I deserve to feel in control of my emotions. I get to choose how I react to this. I know getting angry will make me feel worse, and I don’t want that. So I’m choosing not to indulge this feeling.

Say your roommate is blaring music. Instead of assuming the worst, think: “Maybe they don’t know that I’m home. I’ll shoot them a text instead of getting angry!” Or, maybe your sister is chewing super loudly—annoying! Take a second to remember: she does a lot for me and doesn’t do it on purpose. The least I can do is cut her some slack!

One helpful way to maintain a healthy perspective is to remind yourself that feelings like this always pass. You’re angry now, but you won’t be forever. So in that way, this feeling might not be as powerful as it seems!

There are some cases, though, where this isn’t as true. If someone is harassing or bullying you or someone else, it’s best to take action.

Try using approachable body language (turn towards the other person and relax your arms). Relax your facial muscles and make eye contact with the person you’re speaking with. If this sounds tough, try practicing in the mirror first. That way, you’ll know how best to keep your composure on the outside, even when you’re annoyed on the inside!

If your in a casual setting, use an excuse: “Oof, I’m feeling a little lightheaded. I’m going to step out for some fresh air. ” Or, if you need to, it’s okay to be honest, too: “I’m going to be honest with you, I’m feeling a little irritated. I’m going to step away, but I’ll talk to you soon. ”

If you’re looking for light exercise, try a nice walk outdoors, a leisurely bike ride, or dancing around your kitchen while you cook dinner. Into more intense workouts? Try strength training, swimming, running, kickboxing, or rowing.

Stick to the daily recommended coffee limit (max 4 cups) and pay attention to how you feel, too. If you feel stressed at just 2 cups, then drink less than that. Limit alcohol use if you’re looking to feel less angry overall. If this feels daunting, start small—cutting down just a little could help, giving you more motivation to drink less.

Spend time doing something that you really love. Dedicating time to your passion is sure to leave you refreshed, whether that means painting, singing, or writing. Pick up a hobby that’s super relaxing. Some people find working with their hands, cleaning, or meditating to be great ways to reset—find yours and make time for it! Try getting out into nature for extra benefits. A simple hike, swim, or stroll through nature can reduce your stress levels overall.

Make sure your environment is suited to sleep. Keep your room cool, dark, and quiet. Don’t use your bed for anything besides sleep—study, watch movies, and read on your couch instead. Practice a nightly sleep routine. Wind yourself down for bed by dropping screens for an hour prior and enjoying a relaxing activity (like listening to music).

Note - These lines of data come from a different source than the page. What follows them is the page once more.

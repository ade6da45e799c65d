//! Posts one final message to the report channel per task completion.

use std::sync::Arc;

use tracing::warn;

use crate::config::Config;
use crate::executor::{ExecutionOutcome, ExecutionStatus};
use crate::models::TaskPayload;
use crate::slack::SlackPoster;
use crate::Result;

const DETAILS_CHUNK_SIZE: usize = 2800;
const MAX_DETAILS_CHUNKS: usize = 30;

fn trim_to(text: &str, max_chars: usize) -> String {
    let char_count = text.chars().count();
    if char_count <= max_chars {
        return text.to_owned();
    }
    let keep = max_chars.saturating_sub(3);
    let truncated: String = text.chars().take(keep).collect();
    format!("{truncated}...")
}

fn status_icon_and_label(status: ExecutionStatus) -> (&'static str, &'static str) {
    match status {
        ExecutionStatus::Succeeded => (":white_check_mark:", "succeeded"),
        ExecutionStatus::Failed => (":x:", "failed"),
        ExecutionStatus::Canceled => (":no_entry_sign:", "canceled"),
    }
}

fn chunk_details(details: &str, chunk_size: usize, max_chunks: usize) -> Vec<String> {
    if details.is_empty() {
        return Vec::new();
    }
    let chars: Vec<char> = details.chars().collect();
    chars
        .chunks(chunk_size)
        .take(max_chunks)
        .map(|chunk| chunk.iter().collect())
        .collect()
}

/// Formats and posts the final report message for a completed task.
pub struct Reporter {
    poster: Arc<dyn SlackPoster>,
    report_channel_id: String,
    input_max_chars: usize,
    summary_max_chars: usize,
    details_max_chars: usize,
}

impl Reporter {
    /// Build a reporter bound to a config snapshot.
    #[must_use]
    pub fn new(poster: Arc<dyn SlackPoster>, config: &Config) -> Self {
        Self {
            poster,
            report_channel_id: config.report_channel_id.clone(),
            input_max_chars: config.report_input_max_chars,
            summary_max_chars: config.report_summary_max_chars,
            details_max_chars: config.report_details_max_chars,
        }
    }

    /// Format and post the completion message for `task_id`/`payload` with
    /// `outcome`. Failures are swallowed and logged as `report_failed`; per
    /// `spec.md` §4.8 a report failure never changes task status.
    pub async fn report(&self, task_id: &str, payload: &TaskPayload, outcome: &ExecutionOutcome) {
        let text = self.format(task_id, payload, outcome);
        if let Err(err) = self
            .poster
            .post_message(&self.report_channel_id, &text, Some(&payload.thread_ts))
            .await
        {
            warn!(task_id, %err, "report_failed");
        }
    }

    /// Post a standalone rejection notice (no execution outcome exists yet).
    pub async fn report_rejected(&self, task_id: &str, payload: &TaskPayload, decided_by: &str) {
        let text = format!(
            "{icon} Task `{task_id}` {label}\nChannel: `{channel}` (ts `{ts}`)\nThread: `{thread}`\nTriggered by: <@{user}>\nCommand: `{command}`\nRejected by: <@{decided_by}>",
            icon = ":no_entry_sign:",
            label = "canceled",
            channel = payload.channel_id,
            ts = payload.message_ts,
            thread = payload.thread_ts,
            user = payload.trigger_user,
            command = trim_to(&payload.command_text, self.input_max_chars),
        );
        if let Err(err) = self
            .poster
            .post_message(&self.report_channel_id, &text, Some(&payload.thread_ts))
            .await
        {
            warn!(task_id, %err, "report_failed");
        }
    }

    fn format(&self, task_id: &str, payload: &TaskPayload, outcome: &ExecutionOutcome) -> String {
        let (icon, label) = status_icon_and_label(outcome.status);
        let command = trim_to(&payload.command_text, self.input_max_chars);
        let summary = trim_to(&outcome.summary, self.summary_max_chars);
        let details = trim_to(&outcome.details, self.details_max_chars);

        let mut lines = vec![
            format!("{icon} Task `{task_id}` {label}"),
            format!("Channel: `{}` (ts `{}`)", payload.channel_id, payload.message_ts),
            format!("Thread: `{}`", payload.thread_ts),
            format!("Triggered by: <@{}>", payload.trigger_user),
            format!("Command: `{command}`"),
            format!("Summary: {summary}"),
        ];

        for chunk in chunk_details(&details, DETAILS_CHUNK_SIZE, MAX_DETAILS_CHUNKS) {
            lines.push(format!("```\n{chunk}\n```"));
        }

        lines.join("\n")
    }
}
//! Normalized Slack events, independent of whether they arrived via polling
//! or Socket Mode.

/// A file attached to a [`SlackMessage`], as reported by the Slack API.
#[derive(Debug, Clone, PartialEq, Eq)]
pub struct SlackFile {
    /// Original filename, used for extension inference and sanitization.
    pub name: String,
    /// Slack-reported MIME type (e.g. `image/png`).
    pub mimetype: String,
    /// Size in bytes, as reported by Slack.
    pub size_bytes: u64,
    /// Authenticated, private download URL.
    pub url_private: String,
}

/// A single channel message, normalized from either
/// `conversations.history` or a Socket Mode `message` push event.
#[derive(Debug, Clone, PartialEq, Eq)]
pub struct SlackMessage {
    /// Channel the message was posted in.
    pub channel_id: String,
    /// Message ts, used as both ordering key and identifier.
    pub ts: String,
    /// Root ts of the thread this message belongs to, if any.
    pub thread_ts: Option<String>,
    /// Posting user id (or bot id, falling back to `"unknown"`).
    pub user: String,
    /// Raw message text.
    pub text: String,
    /// Slack message subtype, empty for ordinary user messages.
    pub subtype: String,
    /// Files attached to the message, if any.
    pub files: Vec<SlackFile>,
}

/// A single reaction-added event, normalized from a Socket Mode push event.
#[derive(Debug, Clone, PartialEq, Eq)]
pub struct SlackReaction {
    /// Channel the reacted-to message lives in.
    pub channel_id: String,
    /// ts of the message that was reacted to.
    pub message_ts: String,
    /// Reaction name, with wrapping colons stripped.
    pub reaction: String,
    /// User id who added the reaction.
    pub user: String,
}

/// Combined output of one listener receive call.
#[derive(Debug, Clone, Default, PartialEq, Eq)]
pub struct EventBatch {
    /// Messages observed this call, ascending by `ts`.
    pub messages: Vec<SlackMessage>,
    /// Reactions observed this call. Always empty in poll mode.
    pub reactions: Vec<SlackReaction>,
}
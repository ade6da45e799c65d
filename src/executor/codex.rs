//! `codex:` dispatch: the Codex coding-agent CLI, with JSON-lines event
//! parsing and session resume.

use std::path::Path;

use serde_json::Value;

use crate::models::TaskPayload;
use crate::Result;

use super::{assemble_prompt, run_subprocess, ExecutionOutcome, ExecutionStatus, Executor};

const AGENT: &str = "codex";
const BYPASS_MODES: &[&str] = &["dangerous", "bypass", "dangerously-bypass-approvals-and-sandbox"];
const NOISY_STDERR_MARKER: &str = "state db missing rollout path for thread";

fn permission_flags(
    mode: &str,
    sandbox_mode: &str,
    workdir: Option<&Path>,
    include_sandbox: bool,
) -> Vec<String> {
    if BYPASS_MODES.contains(&mode) {
        return vec!["--dangerously-bypass-approvals-and-sandbox".to_owned()];
    }

    let mut flags = Vec::new();
    if mode == "full-auto" {
        flags.push("--full-auto".to_owned());
    }
    if include_sandbox {
        flags.push("--sandbox".to_owned());
        flags.push(sandbox_mode.to_owned());
        if let Some(dir) = workdir {
            flags.push("-C".to_owned());
            flags.push(dir.display().to_string());
        }
    }
    flags
}

/// Parse Codex's JSON-lines stdout, returning a new thread/session id (if a
/// `thread.started` event appeared) and the last `agent_message` text (if
/// any `item.completed` events carried one). Non-object or unparseable
/// lines are silently skipped.
fn parse_events(stdout: &str) -> (Option<String>, Option<String>) {
    let mut session_id = None;
    let mut last_message = None;

    for line in stdout.lines() {
        let Ok(Value::Object(obj)) = serde_json::from_str::<Value>(line) else {
            continue;
        };
        match obj.get("type").and_then(Value::as_str) {
            Some("thread.started") => {
                if let Some(id) = obj.get("thread_id").and_then(Value::as_str) {
                    session_id = Some(id.to_owned());
                }
            }
            Some("item.completed") => {
                let is_agent_message = obj
                    .get("item")
                    .and_then(Value::as_object)
                    .and_then(|item| item.get("type"))
                    .and_then(Value::as_str)
                    == Some("agent_message");
                if is_agent_message {
                    if let Some(text) = obj
                        .get("item")
                        .and_then(Value::as_object)
                        .and_then(|item| item.get("text"))
                        .and_then(Value::as_str)
                    {
                        last_message = Some(text.to_owned());
                    }
                }
            }
            _ => {}
        }
    }

    (session_id, last_message)
}

fn non_json_lines(stdout: &str) -> Vec<&str> {
    stdout
        .lines()
        .filter(|line| serde_json::from_str::<Value>(line).is_err())
        .collect()
}

fn filtered_stderr(stderr: &str) -> String {
    stderr
        .lines()
        .filter(|line| !line.contains(NOISY_STDERR_MARKER))
        .collect::<Vec<_>>()
        .join("\n")
}

pub(super) async fn run(
    executor: &Executor,
    task: &TaskPayload,
    prompt: &str,
) -> Result<ExecutionOutcome> {
    let prompt = prompt.trim();
    let existing_session = executor
        .sessions
        .get_session(&task.channel_id, &task.thread_ts, AGENT)
        .await?;
    let thread_context = executor
        .sessions
        .get_thread_context(&task.channel_id, &task.thread_ts)
        .await?;
    let final_prompt = assemble_prompt(
        prompt,
        thread_context.as_deref(),
        &task.image_paths,
        &executor.config.agent_response_instruction,
    );

    let mode = executor.config.codex_permission_mode.as_str();
    let sandbox_mode = executor.config.codex_sandbox_mode.as_str();

    let mut args = vec!["exec".to_owned()];
    if let Some(session) = &existing_session {
        args.push("resume".to_owned());
        args.extend(permission_flags(mode, sandbox_mode, None, false));
        args.push("--skip-git-repo-check".to_owned());
        args.push("--json".to_owned());
        args.push(session.session_id.clone());
        args.push(final_prompt);
    } else {
        args.extend(permission_flags(
            mode,
            sandbox_mode,
            executor.workdir.as_deref(),
            true,
        ));
        args.push("--skip-git-repo-check".to_owned());
        args.push("--json".to_owned());
        args.push(final_prompt);
    }

    let raw = run_subprocess(AGENT, &args, executor.workdir.as_deref(), &[], executor.timeout()).await?;

    if raw.timed_out {
        return Ok(ExecutionOutcome {
            status: ExecutionStatus::Failed,
            summary: format!("{AGENT} timed out"),
            details: String::new(),
        });
    }

    let (new_session_id, agent_message) = parse_events(&raw.stdout);
    let stderr = filtered_stderr(&raw.stderr);
    let details = agent_message.clone().unwrap_or_else(|| {
        let fallback = non_json_lines(&raw.stdout).join("\n");
        if fallback.is_empty() {
            stderr.clone()
        } else {
            fallback
        }
    });

    let (status, summary) = match raw.exit_code {
        Some(0) => (ExecutionStatus::Succeeded, "ok".to_owned()),
        Some(code) => (ExecutionStatus::Failed, format!("exit code {code}")),
        None => (
            ExecutionStatus::Failed,
            format!("{AGENT} terminated by signal"),
        ),
    };

    let outcome = ExecutionOutcome {
        status,
        summary,
        details,
    };

    if outcome.status == ExecutionStatus::Succeeded {
        let session_to_persist =
            new_session_id.or_else(|| existing_session.map(|session| session.session_id));
        if let Some(session_id) = session_to_persist {
            executor
                .sessions
                .upsert_session(&task.channel_id, &task.thread_ts, AGENT, &session_id)
                .await?;
        }
        executor
            .sessions
            .append_thread_context(&task.channel_id, &task.thread_ts, AGENT, prompt, &outcome.details)
            .await?;
    }

    Ok(outcome)
}

#[cfg(test)]
mod tests {
    use super::*;

    #[test]
    fn bypass_mode_skips_sandbox_and_workdir() {
        let flags = permission_flags("dangerously-bypass-approvals-and-sandbox", "workspace-write", Some(Path::new("/tmp")), true);
        assert_eq!(flags, vec!["--dangerously-bypass-approvals-and-sandbox".to_owned()]);
    }

    #[test]
    fn full_auto_still_gets_sandbox_when_included() {
        let flags = permission_flags("full-auto", "workspace-write", Some(Path::new("/tmp")), true);
        assert!(flags.contains(&"--full-auto".to_owned()));
        assert!(flags.contains(&"--sandbox".to_owned()));
        assert!(flags.contains(&"-C".to_owned()));
    }

    #[test]
    fn resume_omits_sandbox_even_for_full_auto() {
        let flags = permission_flags("full-auto", "workspace-write", None, false);
        assert!(flags.contains(&"--full-auto".to_owned()));
        assert!(!flags.contains(&"--sandbox".to_owned()));
    }

    #[test]
    fn parse_events_extracts_session_and_last_message() {
        let stdout = r#"{"type":"thread.started","thread_id":"thread-1"}
not json at all
{"type":"item.completed","item":{"type":"agent_message","text":"first"}}
{"type":"item.completed","item":{"type":"agent_message","text":"second"}}
"#;
        let (session, message) = parse_events(stdout);
        assert_eq!(session.as_deref(), Some("thread-1"));
        assert_eq!(message.as_deref(), Some("second"));
    }

    #[test]
    fn filtered_stderr_drops_noisy_marker_lines() {
        let stderr = "real error\nstate db missing rollout path for thread abc\nother line";
        let result = filtered_stderr(stderr);
        assert!(!result.contains("state db missing"));
        assert!(result.contains("real error"));
        assert!(result.contains("other line"));
    }
}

If you can’t think of anyone off hand, that’s okay (and totally normal, too). Try reaching out to your local Friendship hotline. Or, stop by a local shop that’s always busy with strangers. Strike up a friendly convo with someone new.

Ask to give your partner a massage. That way, you’ll be showing appreciation while also getting some well-needed touch. Win-win! Do you have a family member who’s been feeling low? Give them a good squeeze. That way, you’ll both feel the hug’s healing benefits. Not sure who to ask? That’s okay! There might probably professional cuddlers in your area—or, people you can hire to help you lower stress through touch.

Seek out funny media that you love, like comedic TV shows, movies, videos, books, podcasts, or magazines. Look for the humor in daily life. When things happen, try to see the silliness in your situation (the coffee shop wrote “Bark” instead of “Clark” on my cup—so funny!). You could even try something a bit off the beaten path—look for “laughing yoga” classes in your area, which help you giggle using breathing exercises!